March 7, 2012 (2 hours):
Proof of parts briefings. Talked about how to improve the atom board's graphic performance. Chuck said there's not that much we can do except turning off unnecessary applications. Suggested that we should present two vesions on the final demo. One on the atom board and one on a PC. Also learned that we need to add surface aread for heat sink, and use a 16V electrolytic 100uF capacitor. Below is the PCB layout made by Harsh
March 8, 2012 (2 hours):Read more on the robot arm kinematics paper. Found we could use rotation matrices for poistion calculation. Given the rotational and translational motion data from the sensors, we could build a 4X4 rotation matrics that would give us the final position of each joints.
WEEK 09 SUMMARY
Accomplishments: Found a robot arm kinematics paper that would make it convinient for us to calculate arm position, using a rotation matrix build from sensor data. Learned how to improve the pcb board during proof of parts review, including increasing the size of the heat sink and adding bulk capacitors.

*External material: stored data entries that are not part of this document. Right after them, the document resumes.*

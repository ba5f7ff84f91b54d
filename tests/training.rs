use burn::{
    backend::{Autodiff, NdArray},
    data::dataset::{vision::MnistItem, InMemDataset},
};
use mnist_runner::{
    reporter::{FileMetricsReporter, MetricsReporter},
    RunConfig, SessionState, TrainingSession,
};

type Backend = Autodiff<NdArray<f32>>;

fn dataset(count: usize) -> InMemDataset<MnistItem> {
    let items = (0..count)
        .map(|index| {
            let label = (index % 10) as u8;
            let mut image = [[0.0; 28]; 28];
            image[2 * label as usize].fill(255.0);
            MnistItem { image, label }
        })
        .collect();

    InMemDataset::new(items)
}

#[test]
fn config_file_drives_a_run_that_can_be_resumed_and_reported() {
    let dir = tempfile::tempdir().unwrap();
    let config_path = dir.path().join("config.yaml");
    std::fs::write(
        &config_path,
        format!(
            "n_epochs: 1\n\
             batch_size_train: 10\n\
             batch_size_test: 10\n\
             lr: 0.01\n\
             log_interval: 1\n\
             datapath: {}\n",
            dir.path().display()
        ),
    )
    .unwrap();
    let config = RunConfig::load(&config_path).unwrap();

    let mut session = TrainingSession::<Backend>::new(
        config.clone(),
        Default::default(),
        dataset(30),
        dataset(10),
    );
    session.fit().unwrap();
    assert_eq!(session.metrics().train().len(), 3);
    assert_eq!(session.metrics().test().len(), 2);

    let mut resumed =
        TrainingSession::<Backend>::new(config, Default::default(), dataset(30), dataset(10));
    assert_eq!(resumed.resume(3).unwrap(), 2..3);
    assert_eq!(resumed.state(), SessionState::Done);

    let reporter = FileMetricsReporter::new(dir.path().join("metrics"));
    reporter.report(resumed.metrics()).unwrap();
    let test_curve = std::fs::read_to_string(reporter.test_path()).unwrap();
    assert_eq!(test_curve.lines().count(), 2);
    assert!(test_curve.lines().nth(1).unwrap().starts_with("60,"));
}

/// Downloads MNIST, run with `cargo test -- --ignored`.
#[test]
#[ignore]
fn one_epoch_on_mnist_beats_chance() {
    let dir = tempfile::tempdir().unwrap();
    let config = RunConfig::new(1, 64, 1000, 0.01).with_datapath(dir.path());

    let mut session = TrainingSession::<Backend>::mnist(config, Default::default());
    let before = session.evaluate();
    let after = session.run_epoch(1).unwrap();

    assert!(after.accuracy() > 10.0, "accuracy {}", after.accuracy());
    assert!(after.mean_loss < before.mean_loss);
}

Weekly Work Total: 5.5 hours
Project Work Total: 61.5 hours
March 12, 2012 :
WEEK 10 SUMMARY
Weekly Work Total: 0 hours
Project Work Total: 61.5 hours
March 19, 2012 (1 hours):
Made the short term goals for each team member for this week. Items that need to be done are: XBee prototyping, IMU prototyping, and power supply circuit. Also made a finalized item purchase list.
March 20, 2012 (4 hours):
Figured out how to configure XBee, including setting up the network ID, communication channel, and baud rates. Found that a logic level translator might be needed, depending on the output voltage for the serial communication pins of the micro. Remaining tasks for programming XBee: connect one XBee to the computer and connect another one to the micro. First need to know what the pin output voltages are, and then write serial communication code to talk to the XBee
March 21, 2012 (0.5 hours):
Found out that logic level translator is not needed after talking to TA and Mike and examining the data sheet. The port pins that are going to talk to Xbee are 3.3V which is the same as XBee. Also got the fabricated PCB board today!
March 21, 2012 (3 hours):
Wrote serial communication code that transmits and receive data from XBee.
WEEK 11 SUMMARY
Accomplishments: Xbee Prototyping, figured out how to set up and configure Xbee using a PC. Found out that logic level translator is not needed for XBee. Wrote serial communication code in c to send and receive data from XBee.
Weekly Work Total: 7.5 hours
Project Work Total: 69 hours
March 26, 2012(4 hours) :
Wrote some more code for XBee communication in C. Now I can print character strings to the terminal. Also found out the printf work the same as in C, except that now it prints to the terminal instead of the console. Also soldered the female breakouts to the expansion board. Checked that neighboring pins were not shorted.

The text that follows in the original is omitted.